━━ DATASET EXCERPTS ━━
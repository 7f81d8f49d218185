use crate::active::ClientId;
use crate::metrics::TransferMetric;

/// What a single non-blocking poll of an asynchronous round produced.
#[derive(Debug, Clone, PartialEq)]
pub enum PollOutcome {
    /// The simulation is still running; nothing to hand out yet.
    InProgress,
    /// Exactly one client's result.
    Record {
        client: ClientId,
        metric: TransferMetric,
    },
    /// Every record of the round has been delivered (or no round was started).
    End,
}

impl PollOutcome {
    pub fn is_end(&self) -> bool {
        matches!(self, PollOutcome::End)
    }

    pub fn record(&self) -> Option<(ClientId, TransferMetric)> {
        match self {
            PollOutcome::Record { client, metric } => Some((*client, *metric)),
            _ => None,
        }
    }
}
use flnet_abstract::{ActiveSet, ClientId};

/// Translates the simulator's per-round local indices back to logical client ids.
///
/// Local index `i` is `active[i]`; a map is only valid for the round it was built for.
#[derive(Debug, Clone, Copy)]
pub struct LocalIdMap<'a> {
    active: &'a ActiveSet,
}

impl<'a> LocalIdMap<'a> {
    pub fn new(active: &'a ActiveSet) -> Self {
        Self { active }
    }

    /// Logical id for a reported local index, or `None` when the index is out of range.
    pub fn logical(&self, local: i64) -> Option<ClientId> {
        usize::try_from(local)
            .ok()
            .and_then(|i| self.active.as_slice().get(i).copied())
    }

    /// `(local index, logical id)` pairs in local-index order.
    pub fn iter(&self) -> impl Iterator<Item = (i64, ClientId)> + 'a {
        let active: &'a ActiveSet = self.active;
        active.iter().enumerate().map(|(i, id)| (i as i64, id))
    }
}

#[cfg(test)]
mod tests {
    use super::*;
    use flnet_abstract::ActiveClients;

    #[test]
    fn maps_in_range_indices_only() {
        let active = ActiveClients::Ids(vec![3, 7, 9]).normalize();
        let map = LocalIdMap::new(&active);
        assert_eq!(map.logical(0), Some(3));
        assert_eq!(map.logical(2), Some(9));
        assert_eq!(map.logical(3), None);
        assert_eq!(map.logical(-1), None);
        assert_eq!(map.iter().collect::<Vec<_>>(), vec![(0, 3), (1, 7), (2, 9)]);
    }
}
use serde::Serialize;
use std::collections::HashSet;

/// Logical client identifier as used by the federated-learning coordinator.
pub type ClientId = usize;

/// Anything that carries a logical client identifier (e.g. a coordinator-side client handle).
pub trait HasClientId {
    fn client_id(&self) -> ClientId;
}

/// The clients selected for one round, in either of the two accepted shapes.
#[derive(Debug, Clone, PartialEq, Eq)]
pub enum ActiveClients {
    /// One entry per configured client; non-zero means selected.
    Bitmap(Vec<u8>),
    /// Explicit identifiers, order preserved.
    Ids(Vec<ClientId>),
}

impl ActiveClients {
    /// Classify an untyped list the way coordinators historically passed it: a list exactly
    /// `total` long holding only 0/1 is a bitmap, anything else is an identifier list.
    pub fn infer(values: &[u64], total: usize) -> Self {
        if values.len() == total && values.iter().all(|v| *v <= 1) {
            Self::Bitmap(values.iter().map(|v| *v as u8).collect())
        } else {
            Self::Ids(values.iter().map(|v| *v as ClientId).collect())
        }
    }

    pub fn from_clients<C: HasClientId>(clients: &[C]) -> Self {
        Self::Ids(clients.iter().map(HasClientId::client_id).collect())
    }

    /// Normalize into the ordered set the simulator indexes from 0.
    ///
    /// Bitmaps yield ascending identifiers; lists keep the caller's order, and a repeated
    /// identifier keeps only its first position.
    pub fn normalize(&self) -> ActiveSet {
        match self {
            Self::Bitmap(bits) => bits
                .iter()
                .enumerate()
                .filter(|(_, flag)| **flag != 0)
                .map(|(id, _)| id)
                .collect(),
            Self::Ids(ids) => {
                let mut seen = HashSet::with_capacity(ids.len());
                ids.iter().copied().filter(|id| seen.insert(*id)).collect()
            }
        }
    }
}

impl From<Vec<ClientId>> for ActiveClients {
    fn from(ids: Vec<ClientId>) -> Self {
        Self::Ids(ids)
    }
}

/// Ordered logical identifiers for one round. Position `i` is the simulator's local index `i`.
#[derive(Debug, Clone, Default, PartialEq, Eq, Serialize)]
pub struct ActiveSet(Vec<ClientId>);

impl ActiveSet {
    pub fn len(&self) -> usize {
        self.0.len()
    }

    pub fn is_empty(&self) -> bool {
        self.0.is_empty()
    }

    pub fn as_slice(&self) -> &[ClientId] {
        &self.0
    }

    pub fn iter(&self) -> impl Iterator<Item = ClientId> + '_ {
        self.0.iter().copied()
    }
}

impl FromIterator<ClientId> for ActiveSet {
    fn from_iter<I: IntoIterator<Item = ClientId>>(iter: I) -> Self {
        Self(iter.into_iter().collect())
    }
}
━━━
━━ DATASET EXCERPTS ━━
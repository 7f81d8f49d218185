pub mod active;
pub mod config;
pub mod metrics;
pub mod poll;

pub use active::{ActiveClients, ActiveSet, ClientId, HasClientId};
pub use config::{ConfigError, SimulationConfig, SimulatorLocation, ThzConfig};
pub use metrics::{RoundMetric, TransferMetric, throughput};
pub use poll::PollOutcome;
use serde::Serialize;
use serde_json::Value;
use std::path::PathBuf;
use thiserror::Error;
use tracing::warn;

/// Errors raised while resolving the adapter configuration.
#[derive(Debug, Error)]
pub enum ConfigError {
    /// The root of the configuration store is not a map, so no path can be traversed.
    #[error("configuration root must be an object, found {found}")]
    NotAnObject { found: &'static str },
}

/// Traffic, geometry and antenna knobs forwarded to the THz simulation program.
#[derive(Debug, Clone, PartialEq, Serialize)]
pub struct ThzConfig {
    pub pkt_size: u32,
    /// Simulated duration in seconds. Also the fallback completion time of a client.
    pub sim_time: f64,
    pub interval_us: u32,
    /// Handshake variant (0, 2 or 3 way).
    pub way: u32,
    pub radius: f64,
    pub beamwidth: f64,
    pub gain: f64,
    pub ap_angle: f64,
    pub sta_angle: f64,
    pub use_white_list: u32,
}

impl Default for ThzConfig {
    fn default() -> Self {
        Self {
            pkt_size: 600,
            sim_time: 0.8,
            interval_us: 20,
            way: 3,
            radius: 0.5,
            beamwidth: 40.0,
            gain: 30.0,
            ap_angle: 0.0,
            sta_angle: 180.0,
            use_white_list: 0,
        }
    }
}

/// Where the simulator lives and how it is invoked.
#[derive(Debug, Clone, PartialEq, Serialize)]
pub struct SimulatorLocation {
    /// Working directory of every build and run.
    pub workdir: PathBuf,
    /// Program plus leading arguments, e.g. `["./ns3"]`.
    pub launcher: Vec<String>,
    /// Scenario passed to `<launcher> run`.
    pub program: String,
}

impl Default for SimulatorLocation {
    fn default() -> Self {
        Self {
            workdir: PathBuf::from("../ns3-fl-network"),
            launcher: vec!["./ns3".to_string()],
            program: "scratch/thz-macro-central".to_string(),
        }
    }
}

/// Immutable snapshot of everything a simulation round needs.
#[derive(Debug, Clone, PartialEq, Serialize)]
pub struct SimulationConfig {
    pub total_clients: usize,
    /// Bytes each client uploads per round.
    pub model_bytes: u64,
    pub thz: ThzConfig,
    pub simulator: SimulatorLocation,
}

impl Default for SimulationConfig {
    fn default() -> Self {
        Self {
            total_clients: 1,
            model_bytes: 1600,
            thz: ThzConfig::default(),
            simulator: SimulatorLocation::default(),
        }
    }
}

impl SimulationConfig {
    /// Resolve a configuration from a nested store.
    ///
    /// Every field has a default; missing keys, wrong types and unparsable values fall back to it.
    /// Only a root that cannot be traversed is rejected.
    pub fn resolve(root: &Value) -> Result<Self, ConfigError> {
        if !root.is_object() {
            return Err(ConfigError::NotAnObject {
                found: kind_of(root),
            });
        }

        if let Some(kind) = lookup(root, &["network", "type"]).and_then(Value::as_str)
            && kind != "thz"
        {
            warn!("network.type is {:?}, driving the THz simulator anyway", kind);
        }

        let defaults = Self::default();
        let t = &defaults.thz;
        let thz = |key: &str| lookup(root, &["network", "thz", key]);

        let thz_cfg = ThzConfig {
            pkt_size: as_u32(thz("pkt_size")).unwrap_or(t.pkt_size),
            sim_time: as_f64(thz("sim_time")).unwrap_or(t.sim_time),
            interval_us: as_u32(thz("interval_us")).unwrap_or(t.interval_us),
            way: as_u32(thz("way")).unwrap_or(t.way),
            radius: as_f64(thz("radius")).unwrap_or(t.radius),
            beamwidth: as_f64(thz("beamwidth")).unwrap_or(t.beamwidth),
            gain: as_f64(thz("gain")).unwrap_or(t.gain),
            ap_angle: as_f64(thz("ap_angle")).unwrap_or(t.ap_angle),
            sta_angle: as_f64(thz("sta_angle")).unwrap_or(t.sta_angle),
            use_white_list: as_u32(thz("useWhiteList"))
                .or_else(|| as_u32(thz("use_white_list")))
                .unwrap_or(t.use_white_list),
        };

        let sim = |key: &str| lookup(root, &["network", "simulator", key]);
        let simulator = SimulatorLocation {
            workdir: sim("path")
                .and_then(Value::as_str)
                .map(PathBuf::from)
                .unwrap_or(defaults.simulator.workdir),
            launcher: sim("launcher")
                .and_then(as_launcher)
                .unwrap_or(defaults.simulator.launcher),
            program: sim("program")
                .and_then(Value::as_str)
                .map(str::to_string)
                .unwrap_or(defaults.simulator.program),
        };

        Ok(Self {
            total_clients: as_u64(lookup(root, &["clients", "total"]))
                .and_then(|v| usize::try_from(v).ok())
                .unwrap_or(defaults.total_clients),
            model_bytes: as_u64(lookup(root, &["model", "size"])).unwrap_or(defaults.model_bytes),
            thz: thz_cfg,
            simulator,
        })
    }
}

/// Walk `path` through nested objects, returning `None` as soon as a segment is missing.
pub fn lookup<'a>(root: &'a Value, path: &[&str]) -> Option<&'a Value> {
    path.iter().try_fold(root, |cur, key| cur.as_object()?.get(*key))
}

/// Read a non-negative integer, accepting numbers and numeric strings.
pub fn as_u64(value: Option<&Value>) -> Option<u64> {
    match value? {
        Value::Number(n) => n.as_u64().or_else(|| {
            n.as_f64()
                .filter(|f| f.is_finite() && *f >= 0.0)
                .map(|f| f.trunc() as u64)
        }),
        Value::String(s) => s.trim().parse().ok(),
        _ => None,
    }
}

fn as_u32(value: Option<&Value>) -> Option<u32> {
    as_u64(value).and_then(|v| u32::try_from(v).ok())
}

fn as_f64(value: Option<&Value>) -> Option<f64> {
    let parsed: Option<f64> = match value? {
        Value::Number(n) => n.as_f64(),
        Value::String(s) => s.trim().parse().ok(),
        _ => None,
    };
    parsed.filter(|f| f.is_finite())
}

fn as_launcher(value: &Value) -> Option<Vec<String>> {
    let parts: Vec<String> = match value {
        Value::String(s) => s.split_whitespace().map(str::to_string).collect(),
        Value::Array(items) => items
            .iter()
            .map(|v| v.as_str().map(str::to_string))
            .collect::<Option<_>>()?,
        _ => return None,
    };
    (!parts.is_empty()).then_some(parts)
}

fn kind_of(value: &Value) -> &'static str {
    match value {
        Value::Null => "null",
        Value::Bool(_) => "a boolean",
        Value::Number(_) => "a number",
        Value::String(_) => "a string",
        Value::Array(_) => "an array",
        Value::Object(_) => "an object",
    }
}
━━━
● EXERCISE PROMPT: Working through the records above, copy each line in which "derive" is found.

● ANSWER TO THE PROBLEM:
#[derive(Debug, Clone, PartialEq)]
#[derive(Debug, Clone, Copy)]
#[derive(Debug, Clone, PartialEq, Eq)]
#[derive(Debug, Clone, Default, PartialEq, Eq, Serialize)]
#[derive(Debug, Error)]
#[derive(Debug, Clone, PartialEq, Serialize)]
#[derive(Debug, Clone, PartialEq, Serialize)]
#[derive(Debug, Clone, PartialEq, Serialize)]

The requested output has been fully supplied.